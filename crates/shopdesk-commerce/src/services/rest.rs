//! Generic CRUD service.

use std::marker::PhantomData;

use shopdesk_data::{FetchClient, FetchError};

use super::{handle_api_error, Resource};

/// CRUD operations for one resource type.
///
/// The client is expected to carry the API base URL and the JSON content
/// type header (see `ApiConfig::client`).
pub struct RestService<R> {
    client: FetchClient,
    _resource: PhantomData<fn() -> R>,
}

impl<R> Clone for RestService<R> {
    fn clone(&self) -> Self {
        Self {
            client: self.client.clone(),
            _resource: PhantomData,
        }
    }
}

impl<R> std::fmt::Debug for RestService<R> {
    fn fmt(&self, f: &mut std::fmt::Formatter<'_>) -> std::fmt::Result {
        f.debug_struct("RestService")
            .field("client", &self.client)
            .finish()
    }
}

impl<R: Resource> RestService<R> {
    /// Create a service over `client`.
    pub fn new(client: FetchClient) -> Self {
        Self {
            client,
            _resource: PhantomData,
        }
    }

    /// `GET /{collection}`.
    pub async fn get_all(&self) -> Result<Vec<R>, FetchError> {
        self.client
            .get(R::COLLECTION)
            .send_json()
            .await
            .map_err(|e| handle_api_error(e, &format!("fetching {}", R::NOUN_PLURAL)))
    }

    /// `GET /{collection}/{id}`.
    pub async fn get_by_id(&self, id: R::Id) -> Result<R, FetchError> {
        self.client
            .get(R::item_path(id))
            .send_json()
            .await
            .map_err(|e| handle_api_error(e, &format!("fetching {} with id {}", R::NOUN, id)))
    }

    /// `POST /{collection}` with `entity` as the body.
    pub async fn create(&self, entity: &R) -> Result<R, FetchError> {
        let context = || format!("creating {}", R::NOUN);
        self.client
            .post(R::COLLECTION)
            .json(entity)
            .map_err(|e| handle_api_error(e, &context()))?
            .send_json()
            .await
            .map_err(|e| handle_api_error(e, &context()))
    }

    /// `PUT /{collection}/{id}` with `entity` as the body.
    pub async fn update(&self, id: R::Id, entity: &R) -> Result<R, FetchError> {
        let context = || format!("updating {} with id {}", R::NOUN, id);
        self.client
            .put(R::item_path(id))
            .json(entity)
            .map_err(|e| handle_api_error(e, &context()))?
            .send_json()
            .await
            .map_err(|e| handle_api_error(e, &context()))
    }

    /// `DELETE /{collection}/{id}`.
    ///
    /// Failures propagate exactly like the other operations.
    pub async fn delete(&self, id: R::Id) -> Result<(), FetchError> {
        self.client
            .delete(R::item_path(id))
            .send()
            .await
            .and_then(|response| response.error_for_status())
            .map(|_| ())
            .map_err(|e| handle_api_error(e, &format!("deleting {} with id {}", R::NOUN, id)))
    }
}

#[cfg(test)]
mod tests {
    use super::*;
    use crate::account::User;
    use crate::catalog::Product;
    use crate::ids::{ProductId, UserId};
    use crate::services::{ProductService, UserService};
    use shopdesk_data::testing::MockTransport;
    use shopdesk_data::{ApiConfig, Method, Response, JSON_CONTENT_TYPE};
    use std::sync::Arc;

    const BASE: &str = "https://api.test/v1";

    fn products() -> (Arc<MockTransport>, ProductService) {
        let transport = Arc::new(MockTransport::new());
        let client = ApiConfig::new(BASE).client(transport.clone());
        (transport, ProductService::new(client))
    }

    fn users() -> (Arc<MockTransport>, UserService) {
        let transport = Arc::new(MockTransport::new());
        let client = ApiConfig::new(BASE).client(transport.clone());
        (transport, UserService::new(client))
    }

    fn lamp() -> serde_json::Value {
        serde_json::json!({
            "id": "1",
            "name": "Lamp",
            "price": "10.00",
            "description": "Desk lamp",
            "image": "https://cdn.test/lamp.png",
            "category": "Home"
        })
    }

    #[tokio::test]
    async fn test_get_all_products() {
        let (transport, service) = products();
        transport.push_json(200, &serde_json::json!([lamp()]));

        let all = service.get_all().await.unwrap();

        assert_eq!(all.len(), 1);
        assert_eq!(all[0].price, 10.0);
        let sent = transport.last_request().unwrap();
        assert_eq!(sent.method(), Method::Get);
        assert_eq!(sent.url(), "https://api.test/v1/products");
        assert_eq!(sent.header_value("content-type"), Some(JSON_CONTENT_TYPE));
    }

    #[tokio::test]
    async fn test_get_by_id() {
        let (transport, service) = products();
        transport.push_json(200, &lamp());

        let product = service.get_by_id(ProductId::new(1)).await.unwrap();

        assert_eq!(product.id, Some(ProductId::new(1)));
        assert_eq!(transport.last_request().unwrap().url(), "https://api.test/v1/products/1");
    }

    #[tokio::test]
    async fn test_get_by_id_propagates_not_found() {
        let (transport, service) = products();
        transport.push_json(404, &"Not found");

        let err = service.get_by_id(ProductId::new(5)).await.unwrap_err();

        assert!(err.is_not_found());
        assert_eq!(transport.requests().len(), 1);
    }

    #[tokio::test]
    async fn test_malformed_body_is_parse_error() {
        let (transport, service) = products();
        transport.push_response(Response::json_body(200, b"{\"name\": 3}".to_vec()));

        let err = service.get_by_id(ProductId::new(1)).await.unwrap_err();
        assert!(matches!(err, FetchError::ParseError(_)));
    }

    #[tokio::test]
    async fn test_create_posts_payload() {
        let (transport, service) = products();
        transport.push_json(201, &lamp());

        let draft = Product::new("Lamp", 10.0, "Desk lamp", "Home");
        let created = service.create(&draft).await.unwrap();

        assert_eq!(created.id, Some(ProductId::new(1)));
        let sent = transport.last_request().unwrap();
        assert_eq!(sent.method(), Method::Post);
        assert_eq!(sent.url(), "https://api.test/v1/products");
        let body: Product = sent.json_body().unwrap();
        assert_eq!(body, draft);
    }

    #[tokio::test]
    async fn test_update_puts_to_item_path() {
        let (transport, service) = users();
        transport.push_json(200, &serde_json::json!({ "id": "4", "name": "Ada L", "email": "ada@example.com" }));

        let edited = User::new("Ada L", "ada@example.com").with_id(UserId::new(4));
        let updated = service.update(UserId::new(4), &edited).await.unwrap();

        assert_eq!(updated.name, "Ada L");
        let sent = transport.last_request().unwrap();
        assert_eq!(sent.method(), Method::Put);
        assert_eq!(sent.url(), "https://api.test/v1/users/4");
    }

    #[tokio::test]
    async fn test_delete_success_and_failure() {
        let (transport, service) = users();
        transport.push_json(200, &serde_json::json!({ "id": "4", "name": "Ada", "email": "ada@example.com" }));
        transport.push_json(500, &"boom");

        service.delete(UserId::new(4)).await.unwrap();
        let err = service.delete(UserId::new(4)).await.unwrap_err();

        assert_eq!(err.status(), Some(500));
        let sent = transport.requests();
        assert_eq!(sent.len(), 2);
        assert!(sent.iter().all(|r| r.method() == Method::Delete));
        assert_eq!(sent[0].url(), "https://api.test/v1/users/4");
    }

    #[tokio::test]
    async fn test_failed_delete_logs_its_context() {
        let (transport, service) = products();
        transport.push_json(404, &"Not found");
        let capture = crate::services::tests::Capture::default();
        let _guard = tracing::subscriber::set_default(capture.subscriber());

        let err = service.delete(ProductId::new(7)).await.unwrap_err();

        assert!(err.is_not_found());
        let logged = capture.contents();
        assert!(logged.contains("Error deleting product with id 7"));
        assert!(logged.contains("HTTP 404"));
    }

    #[tokio::test]
    async fn test_transport_failure_is_returned_unchanged() {
        let (transport, service) = users();
        transport.push_error(FetchError::Timeout);

        let err = service.get_all().await.unwrap_err();
        assert!(matches!(err, FetchError::Timeout));
    }
}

▸ WHAT IS EXPECTED: The material must be reproduced word for word.

▸ WRITTEN SOLUTION:
filename crates/shopdesk-commerce/src/services/rest.rs
//! Generic CRUD service.

use std::marker::PhantomData;

use shopdesk_data::{FetchClient, FetchError};

use super::{handle_api_error, Resource};

/// CRUD operations for one resource type.
///
/// The client is expected to carry the API base URL and the JSON content
/// type header (see `ApiConfig::client`).
pub struct RestService<R> {
    client: FetchClient,
    _resource: PhantomData<fn() -> R>,
}

impl<R> Clone for RestService<R> {
    fn clone(&self) -> Self {
        Self {
            client: self.client.clone(),
            _resource: PhantomData,
        }
    }
}

impl<R> std::fmt::Debug for RestService<R> {
    fn fmt(&self, f: &mut std::fmt::Formatter<'_>) -> std::fmt::Result {
        f.debug_struct("RestService")
            .field("client", &self.client)
            .finish()
    }
}

impl<R: Resource> RestService<R> {
    /// Create a service over `client`.
    pub fn new(client: FetchClient) -> Self {
        Self {
            client,
            _resource: PhantomData,
        }
    }

    /// `GET /{collection}`.
    pub async fn get_all(&self) -> Result<Vec<R>, FetchError> {
        self.client
            .get(R::COLLECTION)
            .send_json()
            .await
            .map_err(|e| handle_api_error(e, &format!("fetching {}", R::NOUN_PLURAL)))
    }

    /// `GET /{collection}/{id}`.
    pub async fn get_by_id(&self, id: R::Id) -> Result<R, FetchError> {
        self.client
            .get(R::item_path(id))
            .send_json()
            .await
            .map_err(|e| handle_api_error(e, &format!("fetching {} with id {}", R::NOUN, id)))
    }

    /// `POST /{collection}` with `entity` as the body.
    pub async fn create(&self, entity: &R) -> Result<R, FetchError> {
        let context = || format!("creating {}", R::NOUN);
        self.client
            .post(R::COLLECTION)
            .json(entity)
            .map_err(|e| handle_api_error(e, &context()))?
            .send_json()
            .await
            .map_err(|e| handle_api_error(e, &context()))
    }

    /// `PUT /{collection}/{id}` with `entity` as the body.
    pub async fn update(&self, id: R::Id, entity: &R) -> Result<R, FetchError> {
        let context = || format!("updating {} with id {}", R::NOUN, id);
        self.client
            .put(R::item_path(id))
            .json(entity)
            .map_err(|e| handle_api_error(e, &context()))?
            .send_json()
            .await
            .map_err(|e| handle_api_error(e, &context()))
    }

    /// `DELETE /{collection}/{id}`.
    ///
    /// Failures propagate exactly like the other operations.
    pub async fn delete(&self, id: R::Id) -> Result<(), FetchError> {
        self.client
            .delete(R::item_path(id))
            .send()
            .await
            .and_then(|response| response.error_for_status())
            .map(|_| ())
            .map_err(|e| handle_api_error(e, &format!("deleting {} with id {}", R::NOUN, id)))
    }
}

#[cfg(test)]
mod tests {
    use super::*;
    use crate::account::User;
    use crate::catalog::Product;
    use crate::ids::{ProductId, UserId};
    use crate::services::{ProductService, UserService};
    use shopdesk_data::testing::MockTransport;
    use shopdesk_data::{ApiConfig, Method, Response, JSON_CONTENT_TYPE};
    use std::sync::Arc;

    const BASE: &str = "https://api.test/v1";

    fn products() -> (Arc<MockTransport>, ProductService) {
        let transport = Arc::new(MockTransport::new());
        let client = ApiConfig::new(BASE).client(transport.clone());
        (transport, ProductService::new(client))
    }

    fn users() -> (Arc<MockTransport>, UserService) {
        let transport = Arc::new(MockTransport::new());
        let client = ApiConfig::new(BASE).client(transport.clone());
        (transport, UserService::new(client))
    }

    fn lamp() -> serde_json::Value {
        serde_json::json!({
            "id": "1",
            "name": "Lamp",
            "price": "10.00",
            "description": "Desk lamp",
            "image": "https://cdn.test/lamp.png",
            "category": "Home"
        })
    }

    #[tokio::test]
    async fn test_get_all_products() {
        let (transport, service) = products();
        transport.push_json(200, &serde_json::json!([lamp()]));

        let all = service.get_all().await.unwrap();

        assert_eq!(all.len(), 1);
        assert_eq!(all[0].price, 10.0);
        let sent = transport.last_request().unwrap();
        assert_eq!(sent.method(), Method::Get);
        assert_eq!(sent.url(), "https://api.test/v1/products");
        assert_eq!(sent.header_value("content-type"), Some(JSON_CONTENT_TYPE));
    }

    #[tokio::test]
    async fn test_get_by_id() {
        let (transport, service) = products();
        transport.push_json(200, &lamp());

        let product = service.get_by_id(ProductId::new(1)).await.unwrap();

        assert_eq!(product.id, Some(ProductId::new(1)));
        assert_eq!(transport.last_request().unwrap().url(), "https://api.test/v1/products/1");
    }

    #[tokio::test]
    async fn test_get_by_id_propagates_not_found() {
        let (transport, service) = products();
        transport.push_json(404, &"Not found");

        let err = service.get_by_id(ProductId::new(5)).await.unwrap_err();

        assert!(err.is_not_found());
        assert_eq!(transport.requests().len(), 1);
    }

    #[tokio::test]
    async fn test_malformed_body_is_parse_error() {
        let (transport, service) = products();
        transport.push_response(Response::json_body(200, b"{\"name\": 3}".to_vec()));

        let err = service.get_by_id(ProductId::new(1)).await.unwrap_err();
        assert!(matches!(err, FetchError::ParseError(_)));
    }

    #[tokio::test]
    async fn test_create_posts_payload() {
        let (transport, service) = products();
        transport.push_json(201, &lamp());

        let draft = Product::new("Lamp", 10.0, "Desk lamp", "Home");
        let created = service.create(&draft).await.unwrap();

        assert_eq!(created.id, Some(ProductId::new(1)));
        let sent = transport.last_request().unwrap();
        assert_eq!(sent.method(), Method::Post);
        assert_eq!(sent.url(), "https://api.test/v1/products");
        let body: Product = sent.json_body().unwrap();
        assert_eq!(body, draft);
    }

    #[tokio::test]
    async fn test_update_puts_to_item_path() {
        let (transport, service) = users();
        transport.push_json(200, &serde_json::json!({ "id": "4", "name": "Ada L", "email": "ada@example.com" }));

        let edited = User::new("Ada L", "ada@example.com").with_id(UserId::new(4));
        let updated = service.update(UserId::new(4), &edited).await.unwrap();

        assert_eq!(updated.name, "Ada L");
        let sent = transport.last_request().unwrap();
        assert_eq!(sent.method(), Method::Put);
        assert_eq!(sent.url(), "https://api.test/v1/users/4");
    }

    #[tokio::test]
    async fn test_delete_success_and_failure() {
        let (transport, service) = users();
        transport.push_json(200, &serde_json::json!({ "id": "4", "name": "Ada", "email": "ada@example.com" }));
        transport.push_json(500, &"boom");

        service.delete(UserId::new(4)).await.unwrap();
        let err = service.delete(UserId::new(4)).await.unwrap_err();

        assert_eq!(err.status(), Some(500));
        let sent = transport.requests();
        assert_eq!(sent.len(), 2);
        assert!(sent.iter().all(|r| r.method() == Method::Delete));
        assert_eq!(sent[0].url(), "https://api.test/v1/users/4");
    }

    #[tokio::test]
    async fn test_failed_delete_logs_its_context() {
        let (transport, service) = products();
        transport.push_json(404, &"Not found");
        let capture = crate::services::tests::Capture::default();
        let _guard = tracing::subscriber::set_default(capture.subscriber());

        let err = service.delete(ProductId::new(7)).await.unwrap_err();

        assert!(err.is_not_found());
        let logged = capture.contents();
        assert!(logged.contains("Error deleting product with id 7"));
        assert!(logged.contains("HTTP 404"));
    }

    #[tokio::test]
    async fn test_transport_failure_is_returned_unchanged() {
        let (transport, service) = users();
        transport.push_error(FetchError::Timeout);

        let err = service.get_all().await.unwrap_err();
        assert!(matches!(err, FetchError::Timeout));
    }
}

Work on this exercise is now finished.